Between 1992 and 2016, John was responsible for advanced product development for QuadTech, a manufacturer of process control equipment in the print industry. Prior to working with QuadTech, John worked as a scientific programmer in medical imaging, satellite imagery, electron microscopy, and spectroscopy. He holds bachelor’s degrees in mathematics and in computer science from the University of Wisconsin-Madison.

Six Things You Should Not Do With CIELAB

John Seymour, Clemson University & John the Math Guy, LLC

CIELAB has served us well. It has provided a reliable and unambiguous way for a brand owner to uniquely
specify a target color. It has enabled the use of spectrophotometers to assist through the workflow. ICC profiles and G7 are based on CIELAB. By using color difference formulas based on CIELAB, we have an objective way to determine if a printed product is in spec.

But, CIELAB is not without foibles. Its development occurred without a full knowledge of how it would be used. Some of the decisions that went into CIELAB have had far-reaching and underappreciated consequences. As a result, there are some expectations that we have for CIELAB that are questionable.

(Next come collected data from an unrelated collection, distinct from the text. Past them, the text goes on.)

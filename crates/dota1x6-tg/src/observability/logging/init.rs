use crate::config::from_env_or_panic;
use crate::prelude::*;
use serde::Deserialize;
use serde_with::serde_as;
use std::collections::HashMap;
use std::ops::Deref;
use tracing_subscriber::prelude::*;

/// Handle of the background task that ships logs to Loki. The task exists
/// only if Loki was configured.
pub struct LoggingTask {
    loki: Option<(tokio::task::JoinHandle<()>, tracing_loki::BackgroundTaskController)>,
}

impl LoggingTask {
    pub async fn shutdown(self) {
        let Some((task, controller)) = self.loki else {
            return;
        };

        info!("Waiting for the logging task to finish nicely...");

        let ((), duration) = controller.shutdown().with_duration().await;

        eprintln!("Stopped logging task in {:.2?}: {:?}", duration, task.await);
    }
}

/// Must be called from within the tokio runtime
pub fn init_logging() -> LoggingTask {
    LoggingConfig::load_or_panic().init_logging()
}

#[serde_as]
#[derive(Deserialize)]
struct LoggingConfig {
    /// Logs are sent to Loki only if this is set
    loki_url: Option<url::Url>,

    #[serde_as(as = "Option<serde_with::json::JsonString>")]
    #[serde(default)]
    tg_bot_log_labels: Option<HashMap<String, String>>,
}

impl LoggingConfig {
    fn load_or_panic() -> LoggingConfig {
        from_env_or_panic("")
    }

    fn init_logging(self) -> LoggingTask {
        let env_filter = tracing_subscriber::EnvFilter::try_from_env("TG_BOT_LOG")
            .unwrap_or_else(|_| tracing_subscriber::EnvFilter::new("info,dota1x6_tg=debug"));

        let fmt = tracing_subscriber::fmt::layer()
            .with_target(true)
            .with_ansi(std::env::var("COLORS").as_deref() != Ok("0"))
            .pretty();

        let mut loki_task = None;

        let loki = self.loki_url.map(|loki_url| {
            let mut labels = self.tg_bot_log_labels.unwrap_or_default();
            labels.insert("source".to_owned(), "dota1x6-tg".to_owned());
            labels.insert("app_version".to_owned(), env!("CARGO_PKG_VERSION").to_owned());

            let (loki, controller, task) = labels
                .into_iter()
                .fold(tracing_loki::builder(), |builder, (key, value)| {
                    builder
                        .label(key.as_str(), value)
                        .unwrap_or_else(|err| panic!("BUG: invalid Loki label {key:?}: {err}"))
                })
                .build_controller_url(loki_url)
                .unwrap_or_else(|err| panic!("BUG: failed to initialize Loki: {err}"));

            loki_task = Some((tokio::spawn(task), controller));

            loki
        });

        tracing_subscriber::registry()
            .with(fmt)
            .with(loki)
            .with(env_filter)
            .with(tracing_error::ErrorLayer::default())
            .init();

        init_panic_hook();

        LoggingTask { loki: loki_task }
    }
}

fn init_panic_hook() {
    let current_hook = std::panic::take_hook();

    std::panic::set_hook(Box::new(move |panic_info| {
        // It's super-important to call the default panic hook, otherwise
        // we may not see it in the logs at all, because the panic may
        // happen inside of `tracing` logging system itself.
        current_hook(panic_info);

        let location = panic_info.location().map(|location| {
            format!(
                "{}:{}:{}",
                location.file(),
                location.line(),
                location.column()
            )
        });

        // If the panic message was formatted using interpolated values,
        // it will be a `String`. Otherwise, it will be a `&str`.
        let payload = panic_info.payload();
        let message = payload
            .downcast_ref::<String>()
            .map(<_>::deref)
            .or_else(|| payload.downcast_ref::<&str>().map(<_>::deref))
            .unwrap_or("<unknown>");

        let span_trace = tracing_error::SpanTrace::capture();

        error!(
            target: "panic",
            thread = std::thread::current().name(),
            location,
            span_trace = %span_trace,
            "{message}"
        );
    }));
}
pub(crate) mod logging;

pub use logging::{init_logging, tracing_err, LoggingTask};
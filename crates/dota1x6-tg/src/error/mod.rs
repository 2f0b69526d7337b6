mod ext;
mod macros;

use crate::prelude::*;
use std::fmt;
use std::sync::Arc;
use thiserror::Error;
use tracing_error::SpanTrace;

pub(crate) use macros::*;

pub(crate) mod prelude {
    pub(crate) use super::ext::OptionExt as _;
}

pub type Result<T = (), E = Error> = std::result::Result<T, E>;

/// Describes any possible error that may happen in the application lifetime.
#[derive(Clone)]
pub struct Error {
    imp: Arc<ErrorImp>,
}

struct ErrorImp {
    /// Small identifier used for debugging purposes.
    /// It is mentioned in the chat when the error happens.
    /// This way we as developers can copy it and lookup the logs using this id.
    id: String,
    kind: ErrorKind,

    // Participates only in debug impl
    spantrace: SpanTrace,
}

#[derive(Error, Debug)]
pub(crate) enum ErrorKind {
    #[error(transparent)]
    StatsCommand {
        #[from]
        source: crate::tg::StatsCommandError,
    },

    #[error(transparent)]
    HttpClient {
        #[from]
        source: crate::http::HttpClientError,
    },

    #[error(transparent)]
    Scrape {
        #[from]
        source: crate::dota::ScrapeError,
    },

    #[error(transparent)]
    InteractionLog {
        #[from]
        source: crate::interaction_log::InteractionLogError,
    },

    #[error(transparent)]
    Tg {
        #[from]
        source: teloxide::RequestError,
    },

    /// Unrecoverable kind of error, that is not supposed to happen, but when
    /// it happens we can't do anything reasonable about it, so no structural
    /// error handling is possible, this error is just propagated to the top.
    #[error("FATAL: {message}")]
    Fatal { message: String },
}

impl Error {
    pub(crate) fn id(&self) -> &str {
        &self.imp.id
    }

    /// Errors caused by interaction with the user.
    /// These are most likely caused by humanz sending wrong input.
    pub(crate) fn is_user_error(&self) -> bool {
        match &self.imp.kind {
            ErrorKind::StatsCommand { .. } => true,
            ErrorKind::HttpClient { .. }
            | ErrorKind::Scrape { .. }
            | ErrorKind::InteractionLog { .. }
            | ErrorKind::Tg { .. }
            | ErrorKind::Fatal { .. } => false,
        }
    }

    pub(crate) fn kind(&self) -> &ErrorKind {
        &self.imp.kind
    }
}

impl fmt::Display for Error {
    fn fmt(&self, f: &mut fmt::Formatter<'_>) -> fmt::Result {
        write!(f, "Error (id: {}): {}", self.imp.id, self.imp.kind)
    }
}

impl std::error::Error for Error {
    fn source(&self) -> Option<&(dyn std::error::Error + 'static)> {
        self.imp.kind.source()
    }
}

impl std::fmt::Debug for Error {
    fn fmt(&self, f: &mut fmt::Formatter<'_>) -> fmt::Result {
        fmt::Display::fmt(self, f)?;
        fmt::Display::fmt(&self.imp.spantrace, f)
    }
}

impl<T: Into<ErrorKind>> From<T> for Error {
    #[track_caller]
    fn from(kind: T) -> Self {
        let imp = ErrorImp {
            kind: kind.into(),
            id: nanoid::nanoid!(6),
            spantrace: SpanTrace::capture(),
        };

        let err = Self { imp: Arc::new(imp) };

        trace!(err = tracing_err(&err), "Created an error");

        err
    }
}

#[cfg(test)]
mod tests {
    use super::*;
    use crate::tg::StatsCommandError;

    #[test]
    fn user_errors() {
        let err = err!(StatsCommandError::InvalidPlayerId {
            input: "abc".to_owned()
        });
        assert!(err.is_user_error());
        assert_eq!(err.id().len(), 6);
        assert!(err.to_string().starts_with(&format!("Error (id: {}): ", err.id())));

        let err = None::<()>
            .fatal_ctx(|| format!("Something went wrong: {}", 42))
            .unwrap_err();
        assert!(!err.is_user_error());
        assert!(matches!(err.kind(), ErrorKind::Fatal { message } if message == "Something went wrong: 42"));
    }
}
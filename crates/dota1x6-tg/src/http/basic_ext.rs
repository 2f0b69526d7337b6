use super::HttpClientError;
use crate::prelude::*;
use crate::{err, err_ctx, Result};
use async_trait::async_trait;
use bytes::Bytes;
use easy_ext::ext;
use reqwest::Response;
use reqwest_middleware::RequestBuilder;

#[ext(RequestBuilderBasicExt)]
#[async_trait]
pub(crate) impl RequestBuilder {
    /// Better version of [`RequestBuilder::send`] that returns an error
    /// if the error response status code is returned.
    async fn try_send(self) -> Result<Response> {
        let response = self
            .send()
            .await
            .map_err(err_ctx!(HttpClientError::Request))?;

        let status = response.status();

        if !status.is_client_error() && !status.is_server_error() {
            return Ok(response);
        }

        let body = response.text().await.unwrap_or_else(|err| {
            format!(
                "Could not collect the error response body text: {}",
                err.display_chain()
            )
        });

        Err(err!(HttpClientError::BadResponseStatusCode { status, body }))
    }

    async fn read_bytes(self) -> Result<Bytes> {
        self.try_send()
            .await?
            .bytes()
            .await
            .map_err(err_ctx!(HttpClientError::ReadPayload))
    }

    async fn read_text(self) -> Result<String> {
        self.try_send()
            .await?
            .text()
            .await
            .map_err(err_ctx!(HttpClientError::ReadPayload))
    }
}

This paper describes a number of the problems with CIELAB by looking at applications that it shouldn’t be called on to do. There is a subtle undercurrent in the paper that the industry needs to to start considering how to replace CIELAB with a more moderns color space that does not have the issues that CIELAB has.

Things you should not do:

  1. Never call the a* axis red/green.
  2. Don’t’ assume that colors opposite one another are complementary colors.
  3. Don’t assume that two colors with the same CIELAB hue angle have the same perceptual hue.
  4. Don’t believe any ΔE color differences when the illuminant is significantly different from D50 or
    D65.
  5. Never, ever compute the color difference between two CIELAB values computed with different
    illuminants. Just don’t do it.
  6. Don’t assume that CIELAB is perceptually linear.